Clarke’s widow and daughter previously testified that they witnessed Clarke being shot while climbing down from the closet, with his back turned to the soldiers. Clarke’s daughter, Brittany, had insisted that he was shot at the window while coming down.

Both relatives had also insisted that they were home alone with Clarke when they heard sounds and thought criminals were breaking in on them.

The island’s former chief forensic pathologist had supported the account given by relatives of the businessman that he was shot while climbing down from the closet, with his back turned to the soldiers.

Dr Dinesh Rao had testified that 25 external wounds were observed on Clarke’s body during the post-mortem and that 20 had been fatal.

Additionally, he said 16 of the gunshots were to Clarke’s lower back and that other injuries included gunshot wounds to his face and chest as well as forearm.

According to Rao, Clarke’s death was as a result of traumatic shock caused by extensive laceration of his lungs, heart, intestines, and kidneys, resulting from multiple gunshots to his back.

However, another witness, Brigadier Mahatma Williams, who commanded the unit linked to the death of the businessman, previously testified that based on an aerial video that captured the shooting on the grounds of the premises, he believed that the soldiers “acted in good faith”.

The aerial video, which was disclosed last month by the prosecution, was recorded by the Jamaica Defence Force (JDF) from a helicopter.

Williams testified that after the incident, he and others reviewed the video, which showed that the soldiers came under attack from insurgents inside the Clarkes’ premises and that the soldiers had followed the requisite drills.

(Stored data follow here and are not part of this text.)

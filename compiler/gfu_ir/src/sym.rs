//! Interned symbols.

use std::fmt;
use std::hash::{Hash, Hasher};
use std::sync::Arc;

/// Unique integer identity of an interned symbol.
///
/// Tags are handed out in interning order by one [`SymbolTable`] and are
/// never reused.
///
/// [`SymbolTable`]: crate::SymbolTable
#[derive(Copy, Clone, Eq, PartialEq, Ord, PartialOrd, Hash)]
#[repr(transparent)]
pub struct Tag(u32);

impl Tag {
    #[inline]
    pub const fn new(raw: u32) -> Self {
        Tag(raw)
    }

    #[inline]
    pub const fn raw(self) -> u32 {
        self.0
    }

    #[inline]
    pub(crate) const fn index(self) -> usize {
        self.0 as usize
    }
}

impl fmt::Debug for Tag {
    fn fmt(&self, f: &mut fmt::Formatter<'_>) -> fmt::Result {
        write!(f, "Tag({})", self.0)
    }
}

struct SymData {
    name: Box<str>,
    tag: Tag,
}

/// An interned symbol: a name plus its [`Tag`].
///
/// Cloning is a reference-count bump. Equality, ordering and hashing use the
/// tag only.
#[derive(Clone)]
pub struct Sym(Arc<SymData>);

impl Sym {
    pub(crate) fn new(name: Box<str>, tag: Tag) -> Self {
        Sym(Arc::new(SymData { name, tag }))
    }

    #[inline]
    pub fn name(&self) -> &str {
        &self.0.name
    }

    #[inline]
    pub fn tag(&self) -> Tag {
        self.0.tag
    }
}

impl PartialEq for Sym {
    #[inline]
    fn eq(&self, other: &Self) -> bool {
        self.0.tag == other.0.tag
    }
}

impl Eq for Sym {}

impl Hash for Sym {
    #[inline]
    fn hash<H: Hasher>(&self, state: &mut H) {
        self.0.tag.hash(state);
    }
}

impl fmt::Debug for Sym {
    fn fmt(&self, f: &mut fmt::Formatter<'_>) -> fmt::Result {
        write!(f, "Sym({}, {})", self.0.name, self.0.tag.0)
    }
}

impl fmt::Display for Sym {
    fn fmt(&self, f: &mut fmt::Formatter<'_>) -> fmt::Result {
        f.write_str(&self.0.name)
    }
}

Williams also told the court that the JDF had relied on intelligence, which led them to the premises, and that his team came under attack while heading to Kirkland Close.

Meanwhile, the last witness, a former senior investigator at the Independent Commission of Investigations (INDECOM), told the court on Wednesday that she did not exercise any independent judgment in her investigation of the murder case.

The witness, Taneish Wisdom-Banton, under cross-examination from King’s Counsel Peter Champagnie, said everything she did was at the behest of former INDECOM director Terrence Williams.

While admitting that she was, to some extent, familiar with the INDECOM Act, the investigator said she was not aware of the requirement for employees to function in an independent, impartial, and objective manner.

She had also disclosed during cross-examination that her investigation of the case was very minimal and that she first visited the scene in 2014 and later in 2018.